### Intro

This notebook looks into application of gradient calculation to finding best parameter update, i.e. an application close to the problem of neural networks training.

Plan:

- Define a loss function for classification task
- Use a toy example of a single datapoint and a single weight vector to train gradient calculation
- Calculate gradient on the loss function in respect to weights using three appraches:
   - Manual calculation
   - Adapt the custom autograd code to support more operations
   - Use Tensorflow


In [255]:
import numpy as np
import tensorflow as tf
import os
from typing import List
import math

# Surpress warnings from tensorflow
os.environ["TF_CPP_MIN_LOG_LEVEL"] = "3"

### Loss function

Measure of our happiness with performance of the neural network.
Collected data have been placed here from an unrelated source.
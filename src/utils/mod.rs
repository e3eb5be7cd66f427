//! Utilidades del sistema
//!
//! Este módulo contiene utilidades para manejo de errores, validación,
//! debounce de temporizadores y reintentos acotados.

pub mod debounce;
pub mod errors;
pub mod retry;
pub mod validation;

pub use errors::{AppError, AppResult};
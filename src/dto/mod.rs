//! DTOs - cuerpos de request/response de la API REST

pub mod password_reset_dto;
pub mod reserva_dto;
pub mod usuario_dto;

pub use password_reset_dto::*;
pub use reserva_dto::{
    CalificacionRequest, CancelarRequest, EstadoUpdateRequest, RawReserva, ReservasPayload,
};
pub use usuario_dto::UsuariosPayload;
It is a mathematical function that is used to measure the difference between the predicted output of the neural network and the actual output, also known as the ground truth. The goal of training a neural network is to minimise the value of the loss function, as this indicates that the network is making accurate predictions.

Most popular loss functions:

- *SVM* - computes uncalibrated scores for each class
- *Cross-entropy* - computes scores which could be interpreted as normalised probabilites (using softmax activation)

In both cases, loss functions output a scalar value of *loss* and average it over all examples in the training set.

In this example, let's implement cross-entropy loss i.e. a loss function on normalised scores.

The following components are in play:

* data input `x` 
* weights of the model `W`
* output data `y`
* linear transformation (dot product) `dot(x, W)` producing `scores`
* output layer activation function `activation(scores)`, producing `normalised_scores` - this is required for the cross-entropy loss
* loss function `loss(scores, y)`


![Screenshot 2024-01-28 at 16.04.42.png](attachment:efed5504-27e2-44d9-b7ec-3a1ffe6ce924.png)

### Single example data point - manual gradient calculation

Classification problem: assume x vector with 2 dimensions and some weights for calculating score of the correct class (in this example)

In [261]:
# 2-dim x
x = [-1, -2]

# weights + bias
w = [2, -3, -3]

# Stages of cross-entropy loss calculation:

# (1) unnormalised score (logits) - simple dot product
z = x[0] * w[0] + x[1] * w[1] + w[2]
print('Score:', z)

# (2) normalised score

def sigmoid(z):
    return 1 / (1 + math.exp(-z))

normalised_score = sigmoid(z)

print('P(correct class): ', normalised_score)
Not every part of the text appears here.